Repercussão no meio jurídico
A suspensão nacional provocou forte reação entre magistrados e entidades da Justiça do Trabalho. Juízes em diferentes estados se mobilizaram em defesa da competência constitucional do ramo trabalhista.
Organizações como Anamatra, ANPT e Abrat divulgaram comunicados alertando para o risco de enfraquecimento da Justiça do Trabalho caso o STF reafirme que a competência para julgar casos de pejotização deve ser da Justiça comum.
A Anamatra, em nota, lembrou que a Emenda Constitucional 45/04 ampliou a competência da Justiça do Trabalho para abranger todas as relações laborais, e que o artigo 9º da CLT legitima a apuração de fraudes contratuais.
A seccional paulista da OAB também se manifestou, destacando que identificar fraude requer análise concreta da realidade da prestação de serviços, não podendo se apoiar apenas em aspectos formais da estrutura empresarial.
Riscos institucionais e sociais
Juízes ouvidos manifestaram preocupação com uma possível migração de processos para a Justiça comum, o que, segundo eles, poderia comprometer a celeridade e o viés protetivo característicos da Justiça do Trabalho.
“A Justiça comum vai dar conta disso? Vai haver um esvaziamento total”, alertou Ronaldo Callado, da 5ª Vara do Trabalho do Rio de Janeiro.
A juíza Taciela Cylleno alertou para o risco de que o STF transforme a pejotização em regra civil, retirando do ramo trabalhista a competência para julgar a realidade dos contratos:
“Essa decisão é simbólica e poderá abrir precedentes que fragilizam a proteção ao trabalho humano”, afirmou.
Além disso, especialistas alertam para impactos fiscais e previdenciários. A substituição de vínculos formais por modelos como MEI pode afetar a arrecadação e ampliar o déficit da Previdência, conforme apontado por pareceres anexados ao processo.
Consequências para a Justiça do Trabalho
Há consenso sobre a relevância do julgamento. Especialistas consideram que a decisão do STF pode ter efeitos profundos e duradouros nas relações de trabalho no Brasil.

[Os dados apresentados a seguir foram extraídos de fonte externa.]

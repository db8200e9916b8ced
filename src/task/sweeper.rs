use crate::engine::EngineShared;

use std::hash::{BuildHasher, Hash};
use std::sync::Arc;
use std::thread::{self, JoinHandle};
use std::time::Duration;

use parking_lot::{Condvar, Mutex};

/// Shutdown handshake between an engine and its sweeper thread. The condvar
/// lets `stop` interrupt a sleeping sweeper immediately instead of waiting
/// out the rest of the interval.
struct StopSignal {
  stopped: Mutex<bool>,
  condvar: Condvar,
}

/// The background task that periodically scans an engine for expired entries
/// and evicts them. One per engine, spawned only when a sweep interval is
/// configured.
pub(crate) struct Sweeper {
  handle: JoinHandle<()>,
  signal: Arc<StopSignal>,
}

impl Sweeper {
  pub(crate) fn spawn<K, V, H>(shared: Arc<EngineShared<K, V, H>>, interval: Duration) -> Self
  where
    K: Eq + Hash + Clone + Send + Sync + 'static,
    V: Send + Sync + 'static,
    H: BuildHasher + Send + Sync + 'static,
  {
    let signal = Arc::new(StopSignal {
      stopped: Mutex::new(false),
      condvar: Condvar::new(),
    });
    let thread_signal = signal.clone();

    let handle = thread::spawn(move || {
      tracing::debug!(?interval, "expiration sweeper started");
      loop {
        let mut stopped = thread_signal.stopped.lock();
        if !*stopped {
          thread_signal.condvar.wait_for(&mut stopped, interval);
        }
        if *stopped {
          break;
        }
        drop(stopped);
        shared.sweep();
      }
      tracing::debug!("expiration sweeper stopped");
    });

    Self { handle, signal }
  }

  /// Signals the sweeper thread to stop and joins it. After this returns, no
  /// sweep is running and none will run again.
  pub(crate) fn stop(self) {
    *self.signal.stopped.lock() = true;
    self.signal.condvar.notify_all();
    let _ = self.handle.join();
  }
}
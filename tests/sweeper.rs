mod common;

use common::ChannelListener;
use loadcache::{CacheBuilder, RemovalReason};

use std::thread;
use std::time::Duration;

const TINY_TTL: Duration = Duration::from_millis(50);
const SWEEP_TICK: Duration = Duration::from_millis(10);

#[test]
fn sweeper_evicts_expired_entries_without_access() {
  let (listener, removals) = ChannelListener::new();
  let cache = CacheBuilder::new()
    .expire_after_write(TINY_TTL)
    .sweep_interval(SWEEP_TICK)
    .removal_listener(listener)
    .build()
    .unwrap();

  cache.put(1, "one".to_string());

  // No get or put happens; only the sweeper can remove the entry.
  let (key, value, reason) = removals.recv_timeout(Duration::from_secs(2)).unwrap();
  assert_eq!(key, 1);
  assert_eq!(*value, "one");
  assert_eq!(reason, RemovalReason::Expired);
  assert!(cache.is_empty());

  cache.close();
}

#[test]
fn close_stops_automatic_eviction() {
  let cache = CacheBuilder::new()
    .expire_after_write(TINY_TTL)
    .sweep_interval(SWEEP_TICK)
    .build()
    .unwrap();

  cache.put(1, "one".to_string());
  cache.close();

  // Well past both the TTL and several sweep ticks: the entry is expired
  // but still resident, because nothing sweeps anymore.
  thread::sleep(TINY_TTL + Duration::from_millis(100));
  assert_eq!(cache.len(), 1);

  // Lazy expiry on access still applies after close.
  assert!(cache.get(&1).unwrap_err().is_not_found());
}

#[test]
fn close_twice_is_a_noop() {
  let cache = CacheBuilder::<i32, String>::new()
    .expire_after_write(TINY_TTL)
    .sweep_interval(SWEEP_TICK)
    .build()
    .unwrap();

  cache.close();
  cache.close();
}

#[test]
fn close_without_sweeper_is_a_noop() {
  let cache = CacheBuilder::<i32, String>::new().build().unwrap();
  cache.close();
}

#[test]
fn writes_skip_cleanup_when_sweeper_is_enabled() {
  let cache = CacheBuilder::new()
    .expire_after_write(TINY_TTL)
    .sweep_interval(Duration::from_secs(3600))
    .build()
    .unwrap();

  cache.put(1, "one".to_string());
  thread::sleep(TINY_TTL + Duration::from_millis(20));

  // With a (slow) sweeper configured, the write path does not scan for
  // expired entries; key 1 stays resident through the put.
  cache.put(2, "two".to_string());
  assert_eq!(cache.len(), 2);

  cache.close();
}
use criterion::{black_box, criterion_group, criterion_main, Criterion, Throughput};
use loadcache::{Cache, CacheBuilder};

const NUM_ITEMS: u64 = 10_000;

fn populated_cache(shards: usize) -> Cache<u64, u64> {
  let cache = CacheBuilder::new().shards(shards).build().unwrap();
  for i in 0..NUM_ITEMS {
    cache.put(i, i);
  }
  cache
}

fn bench_get_hit(c: &mut Criterion) {
  let mut group = c.benchmark_group("get_hit");
  group.throughput(Throughput::Elements(1));
  for shards in [1, 8] {
    let cache = populated_cache(shards);
    let mut key = 0u64;
    group.bench_function(format!("shards_{shards}"), |b| {
      b.iter(|| {
        key = (key + 1) % NUM_ITEMS;
        black_box(cache.get(&key).unwrap());
      })
    });
  }
  group.finish();
}

fn bench_put(c: &mut Criterion) {
  let mut group = c.benchmark_group("put");
  group.throughput(Throughput::Elements(1));
  for shards in [1, 8] {
    let cache: Cache<u64, u64> = CacheBuilder::new().shards(shards).build().unwrap();
    let mut key = 0u64;
    group.bench_function(format!("shards_{shards}"), |b| {
      b.iter(|| {
        key = key.wrapping_add(1);
        cache.put(black_box(key), key);
      })
    });
  }
  group.finish();
}

fn bench_get_loading(c: &mut Criterion) {
  let mut group = c.benchmark_group("get_loading_miss");
  group.throughput(Throughput::Elements(1));
  let cache = CacheBuilder::new()
    .loader(|key: &u64| Ok(*key))
    .build()
    .unwrap();
  let mut key = 0u64;
  group.bench_function("shards_1", |b| {
    b.iter(|| {
      key = key.wrapping_add(1);
      black_box(cache.get(&key).unwrap());
    })
  });
  group.finish();
}

criterion_group!(benches, bench_get_hit, bench_put, bench_get_loading);
criterion_main!(benches);
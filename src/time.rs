use once_cell::sync::Lazy;
use std::sync::atomic::{AtomicU64, Ordering};
use std::time::{Duration, Instant};

// The single, static reference point for all time calculations in the cache.
// It is initialized lazily on its first use.
static CACHE_EPOCH: Lazy<Instant> = Lazy::new(Instant::now);

/// Converts an `Instant` into nanoseconds since the cache's epoch, so
/// timestamps can be stored in atomics.
#[inline]
pub(crate) fn instant_to_nanos(instant: Instant) -> u64 {
  instant.saturating_duration_since(*CACHE_EPOCH).as_nanos() as u64
}

/// A source of time for the cache.
///
/// Every expiry decision consults the configured clock, which makes
/// time-based behavior fully controllable in tests via [`MockClock`].
pub trait Clock: Send + Sync {
  /// Returns the current instant.
  fn now(&self) -> Instant;
}

/// The default clock, backed by `Instant::now()`.
#[derive(Debug, Default, Clone, Copy)]
pub struct SystemClock;

impl Clock for SystemClock {
  #[inline]
  fn now(&self) -> Instant {
    Instant::now()
  }
}

/// A deterministic clock for testing.
///
/// It starts at a fixed point and only moves when [`MockClock::advance`] is
/// called. Keep a second handle (it is cheaply shareable behind an `Arc`)
/// to drive time from the test while the cache holds its own.
#[derive(Debug, Default)]
pub struct MockClock {
  offset_nanos: AtomicU64,
}

impl MockClock {
  pub fn new() -> Self {
    // Touch the epoch so it is anchored before any timestamps are taken.
    Lazy::force(&CACHE_EPOCH);
    Self {
      offset_nanos: AtomicU64::new(0),
    }
  }

  /// Moves the clock forward by `duration`.
  pub fn advance(&self, duration: Duration) {
    self
      .offset_nanos
      .fetch_add(duration.as_nanos() as u64, Ordering::SeqCst);
  }
}

impl Clock for MockClock {
  fn now(&self) -> Instant {
    *CACHE_EPOCH + Duration::from_nanos(self.offset_nanos.load(Ordering::SeqCst))
  }
}
use crate::engine::Engine;
use crate::error::CacheError;
use crate::metrics::Stats;

use std::hash::{BuildHasher, Hash, Hasher};
use std::sync::Arc;

/// A helper function to hash a key using a `BuildHasher`.
#[inline]
pub(crate) fn hash_key<K: Hash, H: BuildHasher>(hasher: &H, key: &K) -> u64 {
  let mut state = hasher.build_hasher();
  key.hash(&mut state);
  state.finish()
}

/// Routes operations across N independently-locked engines.
///
/// Each key is owned by exactly one engine, selected by `hash(key) mod N`,
/// so operations on different shards never contend for the same lock. The
/// element type is the concrete leaf [`Engine`], which makes a
/// router-of-routers unrepresentable.
pub(crate) struct Router<K, V, H> {
  shards: Box<[Engine<K, V, H>]>,
  hasher: H,
}

impl<K, V, H> Router<K, V, H> {
  pub(crate) fn shard_count(&self) -> usize {
    self.shards.len()
  }
}

impl<K, V, H> Router<K, V, H>
where
  K: Eq + Hash + Clone + Send + Sync + 'static,
  V: Send + Sync + 'static,
  H: BuildHasher + Send + Sync + 'static,
{
  pub(crate) fn new(shards: Vec<Engine<K, V, H>>, hasher: H) -> Self {
    debug_assert!(!shards.is_empty());
    Self {
      shards: shards.into_boxed_slice(),
      hasher,
    }
  }

  /// Returns the engine that owns `key`. The same key always routes to the
  /// same shard.
  #[inline]
  fn shard_for(&self, key: &K) -> &Engine<K, V, H> {
    let index = hash_key(&self.hasher, key) as usize % self.shards.len();
    &self.shards[index]
  }

  pub(crate) fn get(&self, key: &K) -> Result<Arc<V>, CacheError<K>> {
    self.shard_for(key).get(key)
  }

  pub(crate) fn put(&self, key: K, value: V) {
    self.shard_for(&key).put(key, value);
  }

  /// Routes each key to its owning shard independently; the keys of one call
  /// need not share a shard.
  pub(crate) fn invalidate<'a, I>(&self, keys: I)
  where
    I: IntoIterator<Item = &'a K>,
    K: 'a,
  {
    for key in keys {
      self.shard_for(key).invalidate(std::iter::once(key));
    }
  }

  pub(crate) fn invalidate_all(&self) {
    for shard in self.shards.iter() {
      shard.invalidate_all();
    }
  }

  pub(crate) fn close(&self) {
    for shard in self.shards.iter() {
      shard.close();
    }
  }

  /// One live view summing every shard's counters. The aggregate is always
  /// the exact sum of the per-shard stats at the moment of each field read.
  pub(crate) fn stats(&self) -> Stats {
    Stats::new(self.shards.iter().map(|shard| shard.metrics()).collect())
  }

  pub(crate) fn len(&self) -> usize {
    self.shards.iter().map(|shard| shard.len()).sum()
  }
}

O advogado e professor Ricardo Calcini avalia que, a depender do desfecho, a Justiça do Trabalho pode sofrer “a maior perda de competência material de sua história”.
A advogada Maria Lúcia Benhame reconhece que o STF busca orientar o Judiciário e reduzir inseguranças jurídicas, mas observa que o ônus da prova de fraude recai sobre o trabalhador:
“É necessário comprovar, com robustez, que os elementos típicos da relação de emprego estavam presentes, conforme o art. 3º da CLT”, explicou.
Já a advogada Ana Lúcia Paiva nota um desalinhamento crescente entre a Justiça do Trabalho e o STF, sendo a primeira mais protetiva e o segundo mais liberal.
Para ela, embora a suspensão possa organizar o fluxo processual, também pode enfraquecer garantias trabalhistas.
Professor da USP, Otavio Pinto e Silva reforça que a Constituição atribui à Justiça do Trabalho o julgamento de disputas decorrentes da relação de trabalho (art. 114, I). Ele vê risco na perda de competência do ramo especializado.
Gisela da Silva Freire, presidente do Sinsa, considera que a suspensão pode trazer previsibilidade, mas lamenta a indefinição quanto ao que está incluído na medida:
“Não está claro se a suspensão abrange processos já sentenciados ou apenas os pendentes de julgamento, o que pode gerar mais incertezas.”